Collected data entries
#####
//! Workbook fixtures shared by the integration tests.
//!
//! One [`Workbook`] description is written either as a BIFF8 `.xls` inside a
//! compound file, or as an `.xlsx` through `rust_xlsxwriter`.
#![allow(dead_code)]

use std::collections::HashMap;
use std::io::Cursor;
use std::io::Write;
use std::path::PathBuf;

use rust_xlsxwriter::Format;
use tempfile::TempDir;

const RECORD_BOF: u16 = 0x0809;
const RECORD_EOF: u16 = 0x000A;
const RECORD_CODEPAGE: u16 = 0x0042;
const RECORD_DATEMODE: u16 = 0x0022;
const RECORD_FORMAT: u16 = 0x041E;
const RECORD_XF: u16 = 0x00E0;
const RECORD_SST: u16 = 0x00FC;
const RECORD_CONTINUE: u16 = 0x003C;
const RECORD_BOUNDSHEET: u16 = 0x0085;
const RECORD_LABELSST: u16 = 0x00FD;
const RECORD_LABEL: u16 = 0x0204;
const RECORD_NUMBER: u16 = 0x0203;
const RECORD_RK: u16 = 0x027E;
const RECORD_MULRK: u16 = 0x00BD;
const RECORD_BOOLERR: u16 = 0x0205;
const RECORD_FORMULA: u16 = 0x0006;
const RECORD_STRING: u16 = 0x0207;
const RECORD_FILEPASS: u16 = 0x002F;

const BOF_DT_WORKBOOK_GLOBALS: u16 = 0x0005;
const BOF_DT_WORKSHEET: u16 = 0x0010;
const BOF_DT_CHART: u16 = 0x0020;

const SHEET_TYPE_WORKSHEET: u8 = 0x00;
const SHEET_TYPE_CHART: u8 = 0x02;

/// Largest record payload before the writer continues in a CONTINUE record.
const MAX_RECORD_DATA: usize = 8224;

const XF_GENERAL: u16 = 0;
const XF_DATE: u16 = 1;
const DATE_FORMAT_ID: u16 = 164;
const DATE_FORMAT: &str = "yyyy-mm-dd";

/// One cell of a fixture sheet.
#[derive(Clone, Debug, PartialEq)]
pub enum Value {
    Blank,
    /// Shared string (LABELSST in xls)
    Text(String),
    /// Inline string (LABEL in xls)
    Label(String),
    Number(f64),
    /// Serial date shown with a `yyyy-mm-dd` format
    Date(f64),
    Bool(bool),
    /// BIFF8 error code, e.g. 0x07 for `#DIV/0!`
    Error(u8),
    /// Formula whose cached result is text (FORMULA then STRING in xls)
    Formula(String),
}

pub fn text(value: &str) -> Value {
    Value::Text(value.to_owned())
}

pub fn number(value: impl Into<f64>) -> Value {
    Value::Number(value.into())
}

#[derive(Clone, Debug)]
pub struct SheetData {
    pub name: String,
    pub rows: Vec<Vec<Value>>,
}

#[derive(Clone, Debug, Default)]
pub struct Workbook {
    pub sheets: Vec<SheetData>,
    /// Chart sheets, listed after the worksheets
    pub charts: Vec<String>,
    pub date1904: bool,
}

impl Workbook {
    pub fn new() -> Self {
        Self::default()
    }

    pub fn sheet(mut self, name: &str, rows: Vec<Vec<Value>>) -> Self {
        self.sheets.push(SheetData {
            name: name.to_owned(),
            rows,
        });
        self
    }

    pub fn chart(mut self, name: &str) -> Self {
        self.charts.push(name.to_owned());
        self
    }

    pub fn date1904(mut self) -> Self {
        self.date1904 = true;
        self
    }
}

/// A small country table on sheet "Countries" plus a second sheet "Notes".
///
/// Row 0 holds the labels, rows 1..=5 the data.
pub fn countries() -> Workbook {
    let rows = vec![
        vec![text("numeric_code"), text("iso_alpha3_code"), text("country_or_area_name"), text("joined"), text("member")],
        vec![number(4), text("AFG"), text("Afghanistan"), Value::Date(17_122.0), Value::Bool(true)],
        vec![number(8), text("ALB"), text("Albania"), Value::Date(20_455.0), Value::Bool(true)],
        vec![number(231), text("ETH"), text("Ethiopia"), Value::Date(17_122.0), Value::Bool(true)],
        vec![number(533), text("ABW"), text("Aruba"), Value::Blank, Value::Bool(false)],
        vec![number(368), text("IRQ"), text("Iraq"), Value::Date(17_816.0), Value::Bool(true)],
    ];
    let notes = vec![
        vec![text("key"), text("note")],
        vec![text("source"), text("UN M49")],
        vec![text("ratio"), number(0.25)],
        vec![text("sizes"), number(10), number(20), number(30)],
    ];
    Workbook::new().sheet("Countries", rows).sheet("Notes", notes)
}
#####
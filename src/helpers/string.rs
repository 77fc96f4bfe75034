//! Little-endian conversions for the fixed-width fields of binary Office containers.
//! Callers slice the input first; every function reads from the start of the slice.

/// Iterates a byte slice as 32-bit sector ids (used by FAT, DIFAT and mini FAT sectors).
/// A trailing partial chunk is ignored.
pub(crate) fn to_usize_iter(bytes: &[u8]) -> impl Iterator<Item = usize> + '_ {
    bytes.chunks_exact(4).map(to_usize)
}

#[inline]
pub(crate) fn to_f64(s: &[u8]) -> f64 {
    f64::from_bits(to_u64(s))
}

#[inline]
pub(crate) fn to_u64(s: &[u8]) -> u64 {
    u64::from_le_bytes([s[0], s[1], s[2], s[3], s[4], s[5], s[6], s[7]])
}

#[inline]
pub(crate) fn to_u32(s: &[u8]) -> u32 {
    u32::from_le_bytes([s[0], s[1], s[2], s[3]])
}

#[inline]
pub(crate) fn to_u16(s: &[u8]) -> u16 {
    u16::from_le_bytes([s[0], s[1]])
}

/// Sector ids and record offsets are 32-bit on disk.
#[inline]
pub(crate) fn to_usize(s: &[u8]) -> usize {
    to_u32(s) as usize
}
#####
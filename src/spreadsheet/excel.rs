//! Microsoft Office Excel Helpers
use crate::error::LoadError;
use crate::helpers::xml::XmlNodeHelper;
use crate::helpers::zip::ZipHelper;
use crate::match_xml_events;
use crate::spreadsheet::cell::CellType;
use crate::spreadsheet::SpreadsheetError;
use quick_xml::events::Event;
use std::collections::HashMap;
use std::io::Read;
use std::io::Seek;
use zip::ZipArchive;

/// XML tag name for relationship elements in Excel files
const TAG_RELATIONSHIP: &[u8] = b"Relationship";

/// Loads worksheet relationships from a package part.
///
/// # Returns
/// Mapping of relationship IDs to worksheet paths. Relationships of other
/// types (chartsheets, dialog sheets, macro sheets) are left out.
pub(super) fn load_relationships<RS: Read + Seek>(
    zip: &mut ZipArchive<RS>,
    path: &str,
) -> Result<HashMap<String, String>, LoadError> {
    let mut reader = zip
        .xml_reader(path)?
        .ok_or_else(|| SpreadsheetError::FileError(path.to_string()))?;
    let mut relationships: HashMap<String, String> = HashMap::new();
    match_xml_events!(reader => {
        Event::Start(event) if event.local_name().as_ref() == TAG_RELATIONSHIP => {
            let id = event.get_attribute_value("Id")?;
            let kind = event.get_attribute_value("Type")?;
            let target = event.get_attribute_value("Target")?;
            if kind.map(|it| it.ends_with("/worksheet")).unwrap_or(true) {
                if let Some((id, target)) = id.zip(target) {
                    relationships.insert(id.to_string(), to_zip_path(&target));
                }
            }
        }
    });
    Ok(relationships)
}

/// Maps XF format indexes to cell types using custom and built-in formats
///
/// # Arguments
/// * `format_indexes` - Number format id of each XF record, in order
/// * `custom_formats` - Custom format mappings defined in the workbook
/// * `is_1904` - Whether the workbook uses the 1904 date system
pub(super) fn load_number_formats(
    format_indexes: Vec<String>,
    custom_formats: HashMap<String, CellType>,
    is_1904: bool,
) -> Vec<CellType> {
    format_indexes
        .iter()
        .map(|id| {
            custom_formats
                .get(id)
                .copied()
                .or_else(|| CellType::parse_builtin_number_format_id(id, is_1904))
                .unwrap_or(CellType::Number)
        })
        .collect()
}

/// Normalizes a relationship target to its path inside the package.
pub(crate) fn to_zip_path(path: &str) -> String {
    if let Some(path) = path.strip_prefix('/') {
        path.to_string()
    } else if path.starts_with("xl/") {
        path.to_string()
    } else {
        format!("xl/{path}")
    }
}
#####
**Work order**
From the data above, output only the lines between the line containing "const RECORD_CODEPAGE: u16 = 0x0042;" and the line containing "const MAX_RECORD_DATA: usize = 8224;", inclusive, exactly as written.

**Completed task**
const RECORD_CODEPAGE: u16 = 0x0042;
const RECORD_DATEMODE: u16 = 0x0022;
const RECORD_FORMAT: u16 = 0x041E;
const RECORD_XF: u16 = 0x00E0;
const RECORD_SST: u16 = 0x00FC;
const RECORD_CONTINUE: u16 = 0x003C;
const RECORD_BOUNDSHEET: u16 = 0x0085;
const RECORD_LABELSST: u16 = 0x00FD;
const RECORD_LABEL: u16 = 0x0204;
const RECORD_NUMBER: u16 = 0x0203;
const RECORD_RK: u16 = 0x027E;
const RECORD_MULRK: u16 = 0x00BD;
const RECORD_BOOLERR: u16 = 0x0205;
const RECORD_FORMULA: u16 = 0x0006;
const RECORD_STRING: u16 = 0x0207;
const RECORD_FILEPASS: u16 = 0x002F;

const BOF_DT_WORKBOOK_GLOBALS: u16 = 0x0005;
const BOF_DT_WORKSHEET: u16 = 0x0010;
const BOF_DT_CHART: u16 = 0x0020;

const SHEET_TYPE_WORKSHEET: u8 = 0x00;
const SHEET_TYPE_CHART: u8 = 0x02;

/// Largest record payload before the writer continues in a CONTINUE record.
const MAX_RECORD_DATA: usize = 8224;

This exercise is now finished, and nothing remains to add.